It struck me that there would be a way to fix the first problem, early massive discard, while also giving the game a better tempo. Simply make the player build two libraries. They start with no cards in hand and then each turn they draw one card from each pile. This means that people could quite easily split the piles into land and non land for instance, or do weird Zvi like tricks and other combos.
This makes the game much less dependent on luck. At least, it means that the game is much less susceptible to the sorts of luck based problems that afflict it now. Mana screw and glut seems to be one of the main things determining placing in sufficiently large tournaments. Mulliganing is a key weapon in the combo player's arsenal, and is how they try to break the 4 card limit.
Certain kinds of cheating would be eliminated, whereas others would be more prevalent. For example, you might feel pretty ripped off to have your opponent play a one drop on turn 1, 2 drop on turn 2, three drop on turn 3, four drop on turn 4, five drop on turn 5, etc. Anything involving library manipulation would need to be rethought. You might then think about allowing two different graveyards, one for each library, and allow the player to choose which graveyard to put each card in.
This has interesting implications for Nether Spirit style creature recursion.
Would Counterspell be broken? If my opponent has a pile full of counters would we start seeing tournament reports that read like this:
Game 1 I drew Blastoderm, Blastoderm, so I lost.
Back before Masques I seriously considered putting together a Highlander deck with 18 counters in it, and I think that was the cut down number to allow room for everything else. There are a lot of different kinds of Counterspell out there folks.

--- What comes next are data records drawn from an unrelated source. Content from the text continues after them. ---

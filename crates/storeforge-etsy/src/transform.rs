//! Normalization from Etsy listing shapes to the internal migration records.
//! Pure functions, no I/O. Listings outside the `active`/`draft` states
//! return `None` and are dropped by the caller.
//!
//! Etsy has no true variant objects; variants are synthesized from the
//! listing's property dimensions — one variant per value for a single
//! dimension, or the cross-product of the first two dimensions — with the
//! listing quantity split evenly by integer floor division.

use std::collections::BTreeMap;

use rust_decimal::prelude::FromPrimitive;
use rust_decimal::Decimal;

use storeforge_core::{
    MigrationCollection, MigrationImage, MigrationProduct, MigrationVariant, ProductStatus,
};

use crate::types::{EtsyListing, EtsyMoney, EtsyPropertyValue, EtsyShopSection};

/// Normalizes a listing, or `None` when it should be skipped: states other
/// than `active`/`draft`, or a malformed price.
#[must_use]
pub fn listing(listing: EtsyListing, target_status: ProductStatus) -> Option<MigrationProduct> {
    if !matches!(listing.state.as_str(), "active" | "draft") {
        return None;
    }

    let price = money(&listing.price)?;
    let quantity = listing.quantity.max(0);
    let weight_grams = weight_to_grams(listing.item_weight, listing.item_weight_unit.as_deref());

    let variants = synthesize_variants(
        &listing.property_values,
        quantity,
        price,
        weight_grams,
    );

    let images = listing
        .images
        .iter()
        .enumerate()
        .map(|(idx, image)| MigrationImage {
            url: image.url_fullxfull.clone(),
            position: i32::try_from(idx).unwrap_or(i32::MAX - 1) + 1,
        })
        .collect();

    Some(MigrationProduct {
        source_id: listing.listing_id.to_string(),
        title: listing.title,
        description: listing.description.filter(|d| !d.trim().is_empty()),
        price,
        compare_at_price: None,
        sku: listing.skus.into_iter().next().filter(|s| !s.is_empty()),
        quantity,
        track_quantity: true,
        weight_grams,
        requires_shipping: true,
        categories: listing.taxonomy_path.last().cloned().into_iter().collect(),
        tags: listing.tags,
        status: target_status,
        featured: false,
        variants,
        images,
    })
}

/// Builds a collection from a shop section and its (separately fetched)
/// member listing ids.
#[must_use]
pub fn section(section: EtsyShopSection, listing_ids: &[i64]) -> MigrationCollection {
    MigrationCollection {
        source_id: section.shop_section_id.to_string(),
        name: section.title,
        description: None,
        product_source_ids: listing_ids.iter().map(ToString::to_string).collect(),
    }
}

/// Converts `{amount, divisor}` money to a decimal value.
fn money(money: &EtsyMoney) -> Option<Decimal> {
    if money.divisor <= 0 {
        return None;
    }
    Some((Decimal::from(money.amount) / Decimal::from(money.divisor)).normalize())
}

/// Converts a listing weight into grams. Zero or absent weights yield `None`;
/// unknown units are treated as grams.
#[must_use]
pub fn weight_to_grams(weight: Option<f64>, unit: Option<&str>) -> Option<Decimal> {
    let value = weight.filter(|w| *w > 0.0)?;
    let value = Decimal::from_f64(value)?;

    let factor = match unit {
        Some("kg") => Decimal::new(1000, 0),
        Some("lb") => Decimal::new(453_592, 3),
        Some("oz") => Decimal::new(283_495, 4),
        _ => Decimal::ONE,
    };

    Some((value * factor).normalize())
}

/// Synthesizes variants from property dimensions.
///
/// Quantity is split evenly across synthesized variants via integer floor
/// division and never goes negative. Listings with no usable dimensions get
/// no variants — the product-level fields carry everything.
fn synthesize_variants(
    property_values: &[EtsyPropertyValue],
    quantity: i32,
    price: Decimal,
    weight_grams: Option<Decimal>,
) -> Vec<MigrationVariant> {
    let dimensions: Vec<(&str, &[String])> = property_values
        .iter()
        .filter_map(|property| {
            let name = property.property_name.as_deref()?;
            if property.values.is_empty() {
                None
            } else {
                Some((name, property.values.as_slice()))
            }
        })
        .collect();

    let make = |title: String, options: BTreeMap<String, String>, share: i32| MigrationVariant {
        source_id: None,
        title,
        sku: None,
        price,
        compare_at_price: None,
        quantity: share,
        options,
        weight_grams,
    };

    match dimensions.as_slice() {
        [] => Vec::new(),
        [(name, values)] => {
            let share = per_variant_quantity(quantity, values.len());
            values
                .iter()
                .map(|value| {
                    let options =
                        BTreeMap::from([((*name).to_string(), value.clone())]);
                    make(value.clone(), options, share)
                })
                .collect()
        }
        // Cross-product of the first two dimensions only; deeper option
        // spaces are not representable on Etsy's side either.
        [(first_name, first_values), (second_name, second_values), ..] => {
            let combinations = first_values.len() * second_values.len();
            let share = per_variant_quantity(quantity, combinations);
            first_values
                .iter()
                .flat_map(|first| {
                    second_values.iter().map(move |second| (first, second))
                })
                .map(|(first, second)| {
                    let options = BTreeMap::from([
                        ((*first_name).to_string(), first.clone()),
                        ((*second_name).to_string(), second.clone()),
                    ]);
                    make(format!("{first} / {second}"), options, share)
                })
                .collect()
        }
    }
}

fn per_variant_quantity(total: i32, variant_count: usize) -> i32 {
    let count = i32::try_from(variant_count).unwrap_or(i32::MAX).max(1);
    (total / count).max(0)
}

#[cfg(test)]
#[path = "transform_test.rs"]
mod tests;
fn base_product_json() -> serde_json::Value {
    json!({
        "id": "gid://shopify/Product/111",
        "title": "Ceramic Mug",
        "descriptionHtml": "<p>A &amp; B <strong>mug</strong></p>",
        "status": "ACTIVE",
        "productType": "Kitchen",
        "tags": ["ceramic", "mug"],
        "variants": { "edges": [
            { "node": {
                "id": "gid://shopify/ProductVariant/201",
                "title": "Small / Blue",
                "sku": "MUG-S-BLU",
                "price": "14.50",
                "compareAtPrice": "19.00",
                "inventoryQuantity": 4,
                "selectedOptions": [
                    { "name": "Size", "value": "Small" },
                    { "name": "Color", "value": "Blue" }
                ],
                "weight": 0.3,
                "weightUnit": "KILOGRAMS",
                "requiresShipping": true
            }},
            { "node": {
                "id": "gid://shopify/ProductVariant/202",
                "title": "Large / Blue",
                "sku": "",
                "price": "16.50",
                "compareAtPrice": null,
                "inventoryQuantity": 3,
                "selectedOptions": [
                    { "name": "Size", "value": "Large" },
                    { "name": "Color", "value": "Blue" }
                ],
                "weight": 0.4,
                "weightUnit": "KILOGRAMS",
                "requiresShipping": true
            }}
        ]},
        "images": { "edges": [
            { "node": { "url": "https://cdn.shopify.com/mug-1.jpg" } },
            { "node": { "url": "https://cdn.shopify.com/mug-2.jpg" } }
        ]}
    })
}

This is the kind of thing that Whispers of the Muse style decks did. They had to draw enough counters to keep up and equalise the number of spells you play with the counters they draw.
With the two library game a sideboard of 1 and 2 casting cost creatures would soon sort this out. Since you could run them out of mana for countering, an all counter library wouldn't necessarily be broken.
Then there is the consideration of whether this would actually make combo decks easier? After all, you only need to go through 30 cards to get the four or five you need, in fact, why use 30 cards? Why not just put the three combo cards in their own deck, stack the other deck with mana, and viola! You win. Or do you? I think that Magic is more complicated than that but maybe I am a hopeless optimist.
Fruity pebbles would be an example of this, you could put the Ornithopter, Enduring Renewal, Ashnod's Altar and Fireball on one pile, and red and white mana in the other. Turn 4, you win.
However most modern combos that rely on a small number of cards also tend to assume that you have a lot of cards to throw away or do something with to fuel the combo engine. Pros Bloom and High Tide both either assumed you had lots of cards to burn to gain mana (Bloom) or kept drawing back up to 7 cards (Tide, Jar etc).
What about Necro? Wouldn't it be insanely much better in this format? Well, yes. You could guarantee not drawing land for instance, which means that you draw far fewer dead cards. Or with Necro and Dark Ritual in a pile of their own you could semi reliably go off on turn 2 if you didn't mind drawing land. You've got to draw a source of black mana in two hits to the other side of the deck which implies a 50% mana ratio, and hence 50% dead cards. But going to even seven cards reliably would still be powerful, of course now you are missing out on two draws a turn instead of just one, but it hardly serves to balance that aspect of the game.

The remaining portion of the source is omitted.